ASSIGNMENT
Search the entries below for the word "source" and copy each line that has it.

RECORD SET
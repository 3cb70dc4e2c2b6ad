//! Error types for graph construction, execution and result queries.

use std::fmt;
use std::io;

use crate::context::Channel;
use crate::value::ValueKind;

/// Result alias carrying the crate-wide [`Error`].
pub type Result<T> = std::result::Result<T, Error>;

/// Everything that can go wrong in the engine.
#[derive(Debug, thiserror::Error)]
pub enum Error {
    /// A graph run was aborted.
    #[error(transparent)]
    Run(#[from] RunError),

    /// A query named a key that no node ever wrote.
    #[error("pool key `{key}` was never written")]
    PoolKeyNotFound { key: String },

    /// The key exists but nothing was emitted into it since the last clear.
    #[error("pool key `{key}` holds no values")]
    EmptySeries { key: String },

    /// The graph could not be wired. Fatal at setup.
    #[error(transparent)]
    GraphConfiguration(#[from] GraphConfigError),

    /// A channel index beyond the configured channel count.
    #[error("{channel} is out of range for {channels} configured channels")]
    ChannelIndexOutOfRange { channel: Channel, channels: usize },

    /// The latest value of a key is not of the requested kind.
    #[error("pool key `{key}` holds a {found} value, expected a {expected}")]
    ValueKind {
        key: String,
        expected: ValueKind,
        found: ValueKind,
    },

    /// An ingested block did not match the configured frame size.
    #[error("expected a block of {expected} samples, got {got}")]
    BlockLength { expected: usize, got: usize },

    /// The engine configuration was rejected.
    #[error("invalid configuration: {0}")]
    InvalidConfig(String),

    /// One or more channel contexts failed during a tick.
    #[error(transparent)]
    Tick(#[from] TickError),

    /// Audio input device failure.
    #[error("audio device: {0}")]
    Device(String),

    #[error(transparent)]
    Io(#[from] io::Error),

    #[error(transparent)]
    Serialize(#[from] serde_json::Error),
}

/// The contract breach a node reports when handed malformed input.
#[derive(Clone, Debug, PartialEq, thiserror::Error)]
pub enum InputViolation {
    /// `process` was called while the port had nothing queued.
    #[error("input port {port} has no queued token")]
    Starved { port: usize },

    #[error("input port {port} expected a {expected} token, got a {found}")]
    WrongKind {
        port: usize,
        expected: ValueKind,
        found: ValueKind,
    },

    #[error("input port {port} expected {expected} elements, got {got}")]
    WrongLength {
        port: usize,
        expected: usize,
        got: usize,
    },

    #[error("input port {port} received an empty vector")]
    Empty { port: usize },
}

/// A node's [`InputViolation`], tagged with the node that raised it.
#[derive(Clone, Debug, PartialEq, thiserror::Error)]
#[error("node `{node}` ({algorithm}) rejected its input: {violation}")]
pub struct NodeInputError {
    pub node: String,
    pub algorithm: &'static str,
    #[source]
    pub violation: InputViolation,
}

/// Why a graph run stopped before draining its input.
#[derive(Clone, Debug, PartialEq, thiserror::Error)]
pub enum RunError {
    #[error(transparent)]
    NodeInput(#[from] NodeInputError),

    /// A node stayed ready past the run's invocation budget without the
    /// graph draining.
    #[error("node `{node}` ({algorithm}) still ready after {invocations} invocations")]
    Stalled {
        node: String,
        algorithm: &'static str,
        invocations: usize,
    },
}

/// Wiring mistakes caught while building a graph.
#[derive(Clone, Debug, PartialEq, Eq, thiserror::Error)]
pub enum GraphConfigError {
    #[error("a node named `{0}` already exists")]
    DuplicateNode(String),

    #[error("`{0}` is reserved for the graph source")]
    ReservedName(String),

    #[error("no node named `{0}`")]
    UnknownNode(String),

    #[error("node `{node}` has no {direction} port `{port}`")]
    UnknownPort {
        node: String,
        port: String,
        direction: PortDirection,
    },

    #[error("input `{node}.{port}` already has a producer")]
    InputAlreadyConnected { node: String, port: String },

    #[error("input `{node}.{port}` is not connected")]
    UnconnectedInput { node: String, port: String },

    #[error("node `{0}` declares no inputs; only the source may originate data")]
    Detached(String),

    #[error("connection would create a cycle through {}", .nodes.join(" -> "))]
    Cycle { nodes: Vec<String> },
}

#[derive(Clone, Copy, Debug, PartialEq, Eq)]
pub enum PortDirection {
    Input,
    Output,
}

impl fmt::Display for PortDirection {
    fn fmt(&self, f: &mut fmt::Formatter<'_>) -> fmt::Result {
        match self {
            PortDirection::Input => f.write_str("input"),
            PortDirection::Output => f.write_str("output"),
        }
    }
}

/// A context that failed during a tick, and why.
#[derive(Clone, Debug, PartialEq)]
pub struct ChannelFailure {
    pub channel: Channel,
    pub error: RunError,
}

/// Per-context failures collected over one tick.
///
/// Contexts not listed here ran to completion.
#[derive(Clone, Debug, PartialEq, thiserror::Error)]
#[error("tick failed in {} context(s): {}", .failures.len(), describe(.failures))]
pub struct TickError {
    pub failures: Vec<ChannelFailure>,
}

impl TickError {
    /// Whether the given context is among the failures.
    pub fn failed(&self, channel: Channel) -> bool {
        self.failures.iter().any(|f| f.channel == channel)
    }
}

fn describe(failures: &[ChannelFailure]) -> String {
    failures
        .iter()
        .map(|f| format!("{}: {}", f.channel, f.error))
        .collect::<Vec<_>>()
        .join("; ")
}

REPLY TO THE EXERCISE
    #[source]
    #[error("`{0}` is reserved for the graph source")]
    #[error("node `{0}` declares no inputs; only the source may originate data")]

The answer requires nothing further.